Trace 0 (syncs: a0):
BH_RANDOM a1[0:40000:1] {.start = 0, .key = 2282337539}
BH_IDENTITY a2[0:200:200,0:200:1] a1[0:200:200,0:200:1]
BH_DIVIDE a3[0:200:200,0:200:1] a2[0:200:200,0:200:1] 1.84467440737095516e+19
BH_FREE a2[0:40000:1]
BH_FREE a1[0:40000:1]
BH_MULTIPLY a4[0:200:200,0:200:1] a3[0:200:200,0:200:1] a3[0:200:200,0:200:1]
BH_MULTIPLY a5[0:200:200,0:200:1] a3[0:200:200,0:200:1] a4[0:200:200,0:200:1]
BH_ADD_REDUCE a6[0:200:1] a3[0:200:200,0:200:1] 1
BH_MULTIPLY a7[0:200:200,0:200:1] a5[0:200:200,0:200:1] a6[0:200:1,0:200:0]
BH_FREE a6[0:200:1]
BH_POWER a8[0:200:200,0:200:1] a3[0:200:200,0:200:1] 3.00000000000000000e+00
BH_SUBTRACT a9[0:200:200,0:200:1] a7[0:200:200,0:200:1] a8[0:200:200,0:200:1]
BH_FREE a7[0:40000:1]
BH_FREE a8[0:40000:1]
BH_ADD a10[0:200:200,0:200:1] a9[0:200:200,0:200:1] 1.71999999999999993e+01
BH_FREE a9[0:40000:1]
BH_ADD a11[0:200:200,0:200:1] a3[0:200:200,0:200:1] a4[0:200:200,0:200:1]
BH_ADD a12[0:200:200,0:200:1] a11[0:200:200,0:200:1] a5[0:200:200,0:200:1]
BH_FREE a11[0:40000:1]
BH_ADD a13[0:200:200,0:200:1] a12[0:200:200,0:200:1] a10[0:200:200,0:200:1]
BH_FREE a12[0:40000:1]
BH_ADD_REDUCE a14[0:200:1] a13[0:200:200,0:200:1] 1
BH_ADD_REDUCE a0[0:1:1] a14[0:200:1] 0
BH_FREE a14[0:200:1]
BH_FREE a13[0:40000:1]

Trace 1 (syncs:):
BH_FREE a0[0:1:1]
BH_FREE a4[0:40000:1]
BH_FREE a5[0:40000:1]
BH_FREE a10[0:40000:1]
BH_FREE a3[0:40000:1]

omegahm avatar Oct 26 '17 21:10 omegahm

It is not really a bug.

When calling float(e) you are syncing e to numpy, but all the other arrays a, b, c, d are still in scope, which makes them impossibly to temporary-array-eliminate. Notice, this is not a problem in the first version since a, b, c, d are deleted when the function returns.

Unless we do some code transformation magic, we cannot really fix this problem :/

madsbk avatar Oct 30 '17 15:10 madsbk

Why this dramatic performance-drop, though? I am eventually syncing e to numpy either way, so it shouldn't matter when that happens, right?

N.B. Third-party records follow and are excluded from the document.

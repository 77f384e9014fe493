//! CLI command implementations

pub(crate) mod check;
pub(crate) mod common;
pub(crate) mod etl;
pub(crate) mod plan;
pub(crate) mod reset;
pub(crate) mod run;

dionhaefner avatar Oct 30 '17 16:10 dionhaefner

In the first case, b, c, d, is never allocate because Bohrium detects that they are temporary arrays within bench(). That makes a huge difference.

madsbk avatar Oct 31 '17 11:10 madsbk

I see. I think there should be a guide on how to write efficient code with Bohrium - seems that even after a year of usage there are still many surprises.

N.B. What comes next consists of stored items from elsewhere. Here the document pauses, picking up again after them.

//! SQL identifier and literal quoting utilities
//!
//! Every statement Starflow renders goes through these helpers, so catalog
//! names keep their case and configuration values (URIs, role ARNs) cannot
//! break out of their string literals.

/// Quote a SQL identifier.
///
/// Wraps the identifier in double quotes and escapes any embedded double quotes
/// by doubling them, following the SQL standard.
///
/// # Examples
/// ```
/// use sf_core::sql_utils::quote_ident;
/// assert_eq!(quote_ident("StagEvents"), r#""StagEvents""#);
/// assert_eq!(quote_ident(r#"odd"name"#), r#""odd""name""#);
/// ```
pub fn quote_ident(ident: &str) -> String {
    format!("\"{}\"", ident.replace('"', "\"\""))
}

/// Quote an identifier with an optional table alias prefix (`e."artist"`).
///
/// Aliases are emitted bare; they are always short lowercase names chosen by
/// the statement definitions.
pub fn quote_column(qualifier: Option<&str>, column: &str) -> String {
    match qualifier {
        Some(alias) => format!("{}.{}", alias, quote_ident(column)),
        None => quote_ident(column),
    }
}

/// Split a potentially schema-qualified table name into (schema, table).
///
/// Uses the last `.` as the separator. If no `.` is present, returns
/// `("main", name)` as the default schema.
///
/// # Examples
/// ```
/// use sf_core::sql_utils::split_qualified_name;
/// assert_eq!(split_qualified_name("DimUsers"), ("main", "DimUsers"));
/// assert_eq!(split_qualified_name("dwh.DimUsers"), ("dwh", "DimUsers"));
/// ```
pub fn split_qualified_name(name: &str) -> (&str, &str) {
    if let Some(pos) = name.rfind('.') {
        (&name[..pos], &name[pos + 1..])
    } else {
        ("main", name)
    }
}

/// Escape a SQL string literal value by doubling single quotes.
///
/// This is for use inside single-quoted SQL string literals, not identifiers.
pub fn escape_sql_string(value: &str) -> String {
    value.replace('\'', "''")
}

/// Render a value as a single-quoted SQL string literal.
pub fn quote_literal(value: &str) -> String {
    format!("'{}'", escape_sql_string(value))
}

#[cfg(test)]
#[path = "sql_utils_test.rs"]
mod tests;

dionhaefner avatar Nov 02 '17 21:11 dionhaefner

Sorry for reviving an old thread, I don't know if it's still relevant.

I discussed a similar issue with @madsbk today. I think the current solution is to convert to float after you've returned from the scope of bench(). Then Bohrium will still detect the temporary arrays. Alternatively, call del on the four temp arrays, to make it clear, that they are temporary.